:: What you have to do ::
Reproduce the entries below character for character.

:: Information supplied ::

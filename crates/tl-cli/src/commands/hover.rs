//! Hover command - print what the analyzer knows about a position

use anyhow::{bail, Context, Result};
use std::fs;
use std::path::{Path, PathBuf};
use tl_analysis::{Document, Location, Position, QueryResult};
use tl_lsp::resolver::FsModuleResolver;
use tower_lsp::lsp_types::Url;

use crate::config::{self, AnalysisFlags};

/// Arguments for the hover command
#[derive(Debug, Clone)]
pub struct HoverArgs {
    pub file: PathBuf,
    /// 1-based line
    pub line: usize,
    /// 1-based column
    pub column: usize,
    pub json: bool,
    pub flags: AnalysisFlags,
}

/// Run the hover command; `Ok(false)` when nothing is known at the position
pub fn run(args: HoverArgs) -> Result<bool> {
    if args.line == 0 || args.column == 0 {
        bail!("Line and column are 1-based");
    }

    let source = fs::read_to_string(&args.file)
        .with_context(|| format!("Failed to read source file: {}", args.file.display()))?;
    let start_dir = match args.file.parent() {
        Some(parent) if !parent.as_os_str().is_empty() => parent.to_path_buf(),
        _ => std::env::current_dir()?,
    };
    let config = config::load(&start_dir)?;
    let analyzer = config::analyzer(&config, &args.flags)?;
    let resolver = FsModuleResolver::new(config.module_search_paths(), config.module_extension());

    let document = Document::new(&source);
    let position = Position::new(args.line - 1, args.column - 1);
    let result = analyzer.hover(&document, position, &resolver);

    if args.json {
        println!("{}", serde_json::to_string_pretty(&result)?);
    } else {
        match &result {
            Some(result) => println!("{}", render(result, &args.file)),
            None => eprintln!("No information at {}:{}", args.line, args.column),
        }
    }

    Ok(result.is_some())
}

/// Signature, documentation and declaration site as plain text
fn render(result: &QueryResult, file: &Path) -> String {
    let mut out = result.signature.clone();
    if let Some(doc) = &result.documentation {
        out.push_str("\n\n");
        out.push_str(doc);
    }
    if let Some(location) = &result.location {
        out.push_str(&format!("\n\ndefined at {}", location_string(location, file)));
    }
    out
}

/// `path:line:column`, 1-based like diagnostics
fn location_string(location: &Location, file: &Path) -> String {
    let path = match &location.uri {
        None => file.display().to_string(),
        Some(uri) => Url::parse(uri)
            .ok()
            .filter(|url| url.scheme() == "file")
            .and_then(|url| url.to_file_path().ok())
            .map(|path| path.display().to_string())
            .unwrap_or_else(|| uri.clone()),
    };
    format!(
        "{}:{}:{}",
        path,
        location.range.line + 1,
        location.range.start + 1
    )
}

#[cfg(test)]
mod tests {
    use super::*;
    use tl_analysis::Range;

    #[test]
    fn test_render_local_declaration() {
        let result = QueryResult::new("func area(r: Float) -> Float")
            .with_documentation("Area of a circle.")
            .at(Location {
                uri: None,
                range: Range::new(1, 5, 9),
            });
        assert_eq!(
            render(&result, Path::new("main.tl")),
            "func area(r: Float) -> Float\n\nArea of a circle.\n\ndefined at main.tl:2:6"
        );
    }

    #[test]
    fn test_render_keyword() {
        let result = QueryResult::new("while");
        assert_eq!(render(&result, Path::new("main.tl")), "while");
    }

    #[test]
    fn test_location_in_other_module() {
        let location = Location {
            uri: Some("memory:///geo/shapes.tl".to_string()),
            range: Range::new(0, 6, 12),
        };
        assert_eq!(
            location_string(&location, Path::new("main.tl")),
            "memory:///geo/shapes.tl:1:7"
        );
    }

    #[cfg(unix)]
    #[test]
    fn test_location_in_file_module() {
        let location = Location {
            uri: Some("file:///geo/shapes.tl".to_string()),
            range: Range::new(2, 4, 8),
        };
        assert_eq!(
            location_string(&location, Path::new("main.tl")),
            "/geo/shapes.tl:3:5"
        );
    }
}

:: Result ::
filename crates/tl-cli/src/commands/hover.rs
//! Hover command - print what the analyzer knows about a position

use anyhow::{bail, Context, Result};
use std::fs;
use std::path::{Path, PathBuf};
use tl_analysis::{Document, Location, Position, QueryResult};
use tl_lsp::resolver::FsModuleResolver;
use tower_lsp::lsp_types::Url;

use crate::config::{self, AnalysisFlags};

/// Arguments for the hover command
#[derive(Debug, Clone)]
pub struct HoverArgs {
    pub file: PathBuf,
    /// 1-based line
    pub line: usize,
    /// 1-based column
    pub column: usize,
    pub json: bool,
    pub flags: AnalysisFlags,
}

/// Run the hover command; `Ok(false)` when nothing is known at the position
pub fn run(args: HoverArgs) -> Result<bool> {
    if args.line == 0 || args.column == 0 {
        bail!("Line and column are 1-based");
    }

    let source = fs::read_to_string(&args.file)
        .with_context(|| format!("Failed to read source file: {}", args.file.display()))?;
    let start_dir = match args.file.parent() {
        Some(parent) if !parent.as_os_str().is_empty() => parent.to_path_buf(),
        _ => std::env::current_dir()?,
    };
    let config = config::load(&start_dir)?;
    let analyzer = config::analyzer(&config, &args.flags)?;
    let resolver = FsModuleResolver::new(config.module_search_paths(), config.module_extension());

    let document = Document::new(&source);
    let position = Position::new(args.line - 1, args.column - 1);
    let result = analyzer.hover(&document, position, &resolver);

    if args.json {
        println!("{}", serde_json::to_string_pretty(&result)?);
    } else {
        match &result {
            Some(result) => println!("{}", render(result, &args.file)),
            None => eprintln!("No information at {}:{}", args.line, args.column),
        }
    }

    Ok(result.is_some())
}

/// Signature, documentation and declaration site as plain text
fn render(result: &QueryResult, file: &Path) -> String {
    let mut out = result.signature.clone();
    if let Some(doc) = &result.documentation {
        out.push_str("\n\n");
        out.push_str(doc);
    }
    if let Some(location) = &result.location {
        out.push_str(&format!("\n\ndefined at {}", location_string(location, file)));
    }
    out
}

/// `path:line:column`, 1-based like diagnostics
fn location_string(location: &Location, file: &Path) -> String {
    let path = match &location.uri {
        None => file.display().to_string(),
        Some(uri) => Url::parse(uri)
            .ok()
            .filter(|url| url.scheme() == "file")
            .and_then(|url| url.to_file_path().ok())
            .map(|path| path.display().to_string())
            .unwrap_or_else(|| uri.clone()),
    };
    format!(
        "{}:{}:{}",
        path,
        location.range.line + 1,
        location.range.start + 1
    )
}

#[cfg(test)]
mod tests {
    use super::*;
    use tl_analysis::Range;

    #[test]
    fn test_render_local_declaration() {
        let result = QueryResult::new("func area(r: Float) -> Float")
            .with_documentation("Area of a circle.")
            .at(Location {
                uri: None,
                range: Range::new(1, 5, 9),
            });
        assert_eq!(
            render(&result, Path::new("main.tl")),
            "func area(r: Float) -> Float\n\nArea of a circle.\n\ndefined at main.tl:2:6"
        );
    }

    #[test]
    fn test_render_keyword() {
        let result = QueryResult::new("while");
        assert_eq!(render(&result, Path::new("main.tl")), "while");
    }

    #[test]
    fn test_location_in_other_module() {
        let location = Location {
            uri: Some("memory:///geo/shapes.tl".to_string()),
            range: Range::new(0, 6, 12),
        };
        assert_eq!(
            location_string(&location, Path::new("main.tl")),
            "memory:///geo/shapes.tl:1:7"
        );
    }

    #[cfg(unix)]
    #[test]
    fn test_location_in_file_module() {
        let location = Location {
            uri: Some("file:///geo/shapes.tl".to_string()),
            range: Range::new(2, 4, 8),
        };
        assert_eq!(
            location_string(&location, Path::new("main.tl")),
            "/geo/shapes.tl:3:5"
        );
    }
}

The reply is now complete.